= Beginning of Section =
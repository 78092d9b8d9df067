use std::collections::HashMap;

use super::{Graph, GraphError, NodeId, ValueRef};
use crate::schema::{self, ResultTypeRule};

#[derive(Clone, Copy, PartialEq)]
enum Mark {
    InProgress,
    Done,
}

/// Full invariant check: value resolution, acyclicity, schema arity and
/// result-type rules, output binding types.
pub(super) fn verify(graph: &Graph) -> Result<(), GraphError> {
    for node in graph.nodes() {
        if node.results.is_empty() {
            return Err(GraphError::NoResults {
                node: node.name.clone(),
            });
        }
        for input in &node.inputs {
            graph.value_type_for(*input, node.name.clone())?;
        }
        if let Some(def) = schema::op_def(node.kind) {
            if node.inputs.len() != def.inputs.len() {
                return Err(GraphError::InputArity {
                    node: node.name.clone(),
                    kind: def.name,
                    expected: def.inputs.len(),
                    found: node.inputs.len(),
                });
            }
            if let ResultTypeRule::SameAsInput(index) = def.result_rule {
                let expected = graph.value_type_for(node.inputs[index], node.name.clone())?;
                if node.results[0] != *expected {
                    return Err(GraphError::ResultType {
                        node: node.name.clone(),
                        input: index,
                        expected: expected.clone(),
                        found: node.results[0].clone(),
                    });
                }
            }
        }
    }

    check_acyclic(graph)?;

    for output in graph.outputs() {
        let placeholder =
            graph
                .placeholder(output.placeholder)
                .ok_or(GraphError::UnknownPlaceholder {
                    user: graph.name().to_string(),
                    placeholder: output.placeholder.0,
                })?;
        let found = graph.value_type_for(output.value, placeholder.name.clone())?;
        if *found != placeholder.ty {
            return Err(GraphError::OutputType {
                placeholder: placeholder.name.clone(),
                expected: placeholder.ty.clone(),
                found: found.clone(),
            });
        }
    }
    Ok(())
}

fn check_acyclic(graph: &Graph) -> Result<(), GraphError> {
    let mut marks: HashMap<NodeId, Mark> = HashMap::new();
    for root in graph.nodes() {
        if marks.contains_key(&root.id) {
            continue;
        }
        // Iterative DFS; an edge back into an in-progress node is a cycle.
        let mut stack: Vec<(NodeId, usize)> = vec![(root.id, 0)];
        marks.insert(root.id, Mark::InProgress);
        while let Some((id, child)) = stack.pop() {
            let node = graph.node(id).ok_or_else(|| GraphError::UnknownNode {
                user: graph.name().to_string(),
                node: id.0,
            })?;
            if child >= node.inputs.len() {
                marks.insert(id, Mark::Done);
                continue;
            }
            stack.push((id, child + 1));
            if let ValueRef::Node { node: dep, .. } = node.inputs[child] {
                match marks.get(&dep) {
                    Some(Mark::InProgress) => {
                        let name = graph
                            .node(dep)
                            .map(|n| n.name.clone())
                            .unwrap_or_else(|| format!("n{}", dep.0));
                        return Err(GraphError::Cycle { node: name });
                    }
                    Some(Mark::Done) => {}
                    None => {
                        marks.insert(dep, Mark::InProgress);
                        stack.push((dep, 0));
                    }
                }
            }
        }
    }
    Ok(())
}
= End of Section =
— Task statement —
Put down each entry again, unchanged and complete.

— Output of the exercise —
repository 78092d9b8d9df067
use std::collections::HashMap;

use super::{Graph, GraphError, NodeId, ValueRef};
use crate::schema::{self, ResultTypeRule};

#[derive(Clone, Copy, PartialEq)]
enum Mark {
    InProgress,
    Done,
}

/// Full invariant check: value resolution, acyclicity, schema arity and
/// result-type rules, output binding types.
pub(super) fn verify(graph: &Graph) -> Result<(), GraphError> {
    for node in graph.nodes() {
        if node.results.is_empty() {
            return Err(GraphError::NoResults {
                node: node.name.clone(),
            });
        }
        for input in &node.inputs {
            graph.value_type_for(*input, node.name.clone())?;
        }
        if let Some(def) = schema::op_def(node.kind) {
            if node.inputs.len() != def.inputs.len() {
                return Err(GraphError::InputArity {
                    node: node.name.clone(),
                    kind: def.name,
                    expected: def.inputs.len(),
                    found: node.inputs.len(),
                });
            }
            if let ResultTypeRule::SameAsInput(index) = def.result_rule {
                let expected = graph.value_type_for(node.inputs[index], node.name.clone())?;
                if node.results[0] != *expected {
                    return Err(GraphError::ResultType {
                        node: node.name.clone(),
                        input: index,
                        expected: expected.clone(),
                        found: node.results[0].clone(),
                    });
                }
            }
        }
    }

    check_acyclic(graph)?;

    for output in graph.outputs() {
        let placeholder =
            graph
                .placeholder(output.placeholder)
                .ok_or(GraphError::UnknownPlaceholder {
                    user: graph.name().to_string(),
                    placeholder: output.placeholder.0,
                })?;
        let found = graph.value_type_for(output.value, placeholder.name.clone())?;
        if *found != placeholder.ty {
            return Err(GraphError::OutputType {
                placeholder: placeholder.name.clone(),
                expected: placeholder.ty.clone(),
                found: found.clone(),
            });
        }
    }
    Ok(())
}

fn check_acyclic(graph: &Graph) -> Result<(), GraphError> {
    let mut marks: HashMap<NodeId, Mark> = HashMap::new();
    for root in graph.nodes() {
        if marks.contains_key(&root.id) {
            continue;
        }
        // Iterative DFS; an edge back into an in-progress node is a cycle.
        let mut stack: Vec<(NodeId, usize)> = vec![(root.id, 0)];
        marks.insert(root.id, Mark::InProgress);
        while let Some((id, child)) = stack.pop() {
            let node = graph.node(id).ok_or_else(|| GraphError::UnknownNode {
                user: graph.name().to_string(),
                node: id.0,
            })?;
            if child >= node.inputs.len() {
                marks.insert(id, Mark::Done);
                continue;
            }
            stack.push((id, child + 1));
            if let ValueRef::Node { node: dep, .. } = node.inputs[child] {
                match marks.get(&dep) {
                    Some(Mark::InProgress) => {
                        let name = graph
                            .node(dep)
                            .map(|n| n.name.clone())
                            .unwrap_or_else(|| format!("n{}", dep.0));
                        return Err(GraphError::Cycle { node: name });
                    }
                    Some(Mark::Done) => {}
                    None => {
                        marks.insert(dep, Mark::InProgress);
                        stack.push((dep, 0));
                    }
                }
            }
        }
    }
    Ok(())
}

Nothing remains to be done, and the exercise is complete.